Jeden Tag, der uns näher an den Abflug rückt, stehen mehr Kisten herum, verschwinden persönliche Sachen (wie z. B. gemalte Bilder von den Kids) und das Haus wird ein bisschen weniger unseres. Die Kinder bekommen das natürlich auch mit – und drehen mehr auf bzw. werden anhänglicher (finde ich). Schon vor Wochen hatten wir die ersten nassen Betten. Theo ist vor einigen Tagen 10 Jahre alt geworden. Er ist damit offiziell ein „tween“ – also ein „between“ Kind und Teenager – und man merkt es ihm an! Er hatte am Freitag direkt seine ganze Klasse zur Party eingeladen. Hinterher war er traurig und sagte, dass es ihm das Herz schwer gemacht habe. Ebenso trauert er jetzt schon seit längerem seiner „science class“ hinterher, die er so geliebt hat. Er pfeift und singt im Moment fleißig die amerikanische Nationalhymne (keine Ahnung, woher er die jetzt hat …) und reagiert super defensiv („Hast du etwa was gegen die USA?“), wenn ich ihn – ein wenig genervt – darum bitte, doch damit mal aufzuhören. Auf der anderen Seite möchte er weiterhin mittwochs früher aus der Schule abgeholt werden, damit wir die Deutsch-Nachhilfe machen (damit hatten wir im Mai aufgehört, weil die anderen Dinge so drängten). Tim (8) wirkt noch recht entspannt, aber ab und zu merkt man es doch.

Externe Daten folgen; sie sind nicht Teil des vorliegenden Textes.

use crate::{Easing, FrameHandle, MotionConfig};

/// Where a motion is heading.
#[derive(Clone, Copy, Debug, PartialEq)]
pub(crate) enum MotionKind {
    /// Eased interpolation towards a fixed tile.
    Snap {
        from: f64,
        to: f64,
        target_index: i64,
        duration_ms: f64,
        easing: Easing,
    },
    /// Velocity decay after a fast release; hands off to a `Snap` when slow enough.
    Glide {
        /// Release speed in px/frame (positive moves the list right).
        velocity: f64,
        duration_ms: f64,
    },
}

/// Working data of the single active animation.
///
/// Mutated only while advancing frames; the discrete slide state is updated separately and only
/// when the nearest tile changes.
#[derive(Clone, Copy, Debug)]
pub(crate) struct MotionFrame {
    pub(crate) handle: FrameHandle,
    pub(crate) kind: MotionKind,
    /// Stamped on the first frame for programmatic motions.
    pub(crate) started_ms: Option<u64>,
    pub(crate) last_ms: Option<u64>,
    pub(crate) last_rendered_index: i64,
}

/// Outcome of advancing a motion by one frame.
#[derive(Clone, Copy, Debug, PartialEq)]
pub(crate) enum Step {
    /// Still moving; `nearest` is the tile closest to `position`.
    Moving { position: f64, nearest: i64 },
    /// Arrived; the target index must be committed.
    Done { position: f64, target_index: i64 },
}

/// Geometry needed to turn pixels into tile indexes.
#[derive(Clone, Copy, Debug)]
pub(crate) struct Track {
    pub(crate) tile_width: f64,
    /// Inclusive index bounds for non-wrapping modes.
    pub(crate) bounds: Option<(i64, i64)>,
}

impl Track {
    pub(crate) fn position_of(&self, index: i64) -> f64 {
        -(index as f64) * self.tile_width
    }

    /// Index at `position` using `round` (e.g. `f64::round`, `f64::floor`, `f64::ceil`).
    pub(crate) fn index_at(&self, position: f64, round: fn(f64) -> f64, fallback: i64) -> i64 {
        if self.tile_width <= 0.0 || !position.is_finite() {
            return self.clamp(fallback);
        }
        self.clamp(round(-position / self.tile_width) as i64)
    }

    pub(crate) fn clamp(&self, index: i64) -> i64 {
        match self.bounds {
            Some((min, max)) => index.clamp(min, max.max(min)),
            None => index,
        }
    }

    pub(crate) fn clamp_position(&self, position: f64, overshoot: f64) -> f64 {
        match self.bounds {
            Some((min, max)) => {
                let hi = self.position_of(min) + overshoot;
                let lo = self.position_of(max.max(min)) - overshoot;
                position.clamp(lo, hi)
            }
            None => position,
        }
    }
}

impl MotionFrame {
    pub(crate) fn new(handle: FrameHandle, kind: MotionKind, current_index: i64) -> Self {
        Self {
            handle,
            kind,
            started_ms: None,
            last_ms: None,
            last_rendered_index: current_index,
        }
    }

    /// Advances the motion to `now_ms`.
    ///
    /// `position` is the current list position, which glides integrate from.
    pub(crate) fn advance(
        &mut self,
        now_ms: u64,
        position: f64,
        track: &Track,
        config: &MotionConfig,
    ) -> Step {
        let started = *self.started_ms.get_or_insert(now_ms);
        let elapsed = now_ms.saturating_sub(started) as f64;
        let frame_dt = now_ms.saturating_sub(self.last_ms.unwrap_or(now_ms)) as f64;
        self.last_ms = Some(now_ms);

        match self.kind {
            MotionKind::Snap {
                from,
                to,
                target_index,
                duration_ms,
                easing,
            } => {
                if elapsed >= duration_ms {
                    return Step::Done {
                        position: to,
                        target_index,
                    };
                }
                let position = easing.ease(elapsed, from, to - from, duration_ms);
                Step::Moving {
                    position,
                    nearest: track.index_at(position, f64::round, target_index),
                }
            }
            MotionKind::Glide {
                velocity,
                duration_ms,
            } => {
                let speed = Easing::EaseOutQuartic.ease(elapsed, velocity, -velocity, duration_ms);
                let frames = if config.frame_ms > 0.0 {
                    frame_dt / config.frame_ms
                } else {
                    0.0
                };
                let mut next = position + speed * frames;

                // Ahead boundary: moving right (positive) lowers the index.
                let ahead: fn(f64) -> f64 = if velocity > 0.0 { f64::floor } else { f64::ceil };
                let fallback = self.last_rendered_index;
                let clamped = track.clamp_position(next, 0.0);
                let hit_edge = clamped != next;
                next = clamped;

                if hit_edge || speed.abs() < config.blend_velocity || elapsed >= duration_ms {
                    let target_index = track.index_at(next, ahead, fallback);
                    let to = track.position_of(target_index);
                    let distance = to - next;
                    let duration_ms = blend_duration(distance, speed, config);
                    strace!(
                        target_index,
                        distance,
                        duration_ms,
                        "glide hands off to snap"
                    );
                    self.kind = MotionKind::Snap {
                        from: next,
                        to,
                        target_index,
                        duration_ms,
                        easing: Easing::EaseOutCubic,
                    };
                    self.started_ms = Some(now_ms);
                    if distance == 0.0 {
                        return Step::Done {
                            position: to,
                            target_index,
                        };
                    }
                }

                Step::Moving {
                    position: next,
                    nearest: track.index_at(next, ahead, fallback),
                }
            }
        }
    }
}

/// Picks a snap duration whose initial speed matches the glide speed at hand-off.
fn blend_duration(distance: f64, speed_px_per_frame: f64, config: &MotionConfig) -> f64 {
    let min = config.blend_min_duration_ms as f64;
    let max = config.blend_max_duration_ms.max(config.blend_min_duration_ms) as f64;
    let speed = if config.frame_ms > 0.0 {
        speed_px_per_frame.abs() / config.frame_ms
    } else {
        0.0
    };
    if speed <= 0.0 {
        return max;
    }
    // Cubic ease-out starts at 3 * distance / duration.
    let slope = Easing::EaseOutCubic.initial_slope(distance.abs(), 1.0);
    (slope / speed).clamp(min, max)
}

/// Glide duration for a release speed (px/frame): `base + v² / divisor`, bounded.
pub(crate) fn glide_duration(velocity: f64, config: &MotionConfig) -> f64 {
    let divisor = if config.glide_duration_divisor > 0.0 {
        config.glide_duration_divisor
    } else {
        1.0
    };
    let total = config.glide_base_duration_ms as f64 + velocity * velocity / divisor;
    total.min(config.glide_max_duration_ms.max(config.glide_base_duration_ms) as f64)
}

Er hatte schon vor über einem Monat einen Brief von einem Klassenkameraden über die „Schulpost“ (Wee Deliver Postal Service) bekommen: „You are leaving in 33 days. I´m so sad that you are going. I want to have more playdates with you before you go.“ Wir tun, was wir können. Im Auto höre ich dann zufällig eine Unterhaltung mit eben jenem Freund mit an und bin platt: „Do you think it would have been better if we had not met? Then we would not be sad now.“ Ist doch ein tiefsinniger Gedanke für 8-jährige, oder? Tim wird auch unruhig, wenn er an die deutsche Schule denkt. Er hatte ja hier einen ziemlich harten Einstieg. Im Moment fragte er mich öfter, wie diverse deutsche Wörter buchstabiert werden und erzählt Freunden von seiner ersten Zeit …
… und Vorfreude
Theo und Tim werden übrigens direkt für zwei Wochen in ihre deutsche Schule gehen, bis die deutschen Sommerferien starten. Und in den Ferien gibt es dann Schreibschrift für Tim und deutsche Rechtschreibung für Theo. Wir werden unsere Koffer auspacken, auf den Container warten, alle Kisten auspacken und für alles wieder einen Platz im Haus finden. Ich habe mittlerweile eine Allergie gegen Kisten, aber es hilft ja nichts. Wir wollen – bzw. ich will – sofort wieder einen Rhythmus in unser Leben bekommen, denn vier Kinder im „luftleeren Raum“ sind so mit das Anstrengendste, was ich mir vorstellen kann. Aber nun stehen ja erst mal die Sommerferien an, von daher wird echte Routine wohl noch auf sich warten lassen. Die Ferien können wir immerhin schon mal nutzen, um den ersten Kulturschock hinter uns zu bringen und etwas aufgeräumter in die aufregende deutsche Schulzeit zu starten. Ole ist dann unser i-Dötzchen, Tim kommt ins dritte Schuljahr und Theo aufs Gymnasium. Wir werden also erst einmal drei Schultüten und drei Tornister besorgen müssen. Paul darf noch ein Jahr in den deutschen Kindergarten – wie gesagt, er hat eigentlich keine Lust mehr auf „Buddeln“, aber ich hoffe ja immer noch, dass er daran Geschmack finden wird. Ich werde erst im Mai nächsten Jahres wieder in meine Schule zurückgehen. Ich würde zwar lieber heute als morgen zurück, möchte unser Einleben in Deutschland aber auch nicht zu sehr „auf Kante nähen“. Diesmal bin ich auf einiges gefasst, und mittlerweile kenne ich auch die „W-Kurve“ beim Anpassungsprozess – das zweite „Tal“ steht uns nämlich bei der Rückkehr in die Heimat bevor („It’s my second time around!“). Und dann noch „re-connecten“ – die Zeit ist ja in Deutschland auch nicht stehen geblieben. Neue Kinder da, andere Menschen weg, unsere „Lücke“ ist längst geschlossen – also einfach irgendwo anfangen. Das wird eh einige Zeit dauern. Wie gut, dass die Europameisterschaft gerade läuft: Deutschland ist im Fußballfieber, alle Leute sind in Feierstimmung, und das Leben scheint den Deutschen in diesen Zeiten einfach mal fröhlich und leicht von der Hand zu gehen – gute Voraussetzungen, um uns damit die Umstellung etwas …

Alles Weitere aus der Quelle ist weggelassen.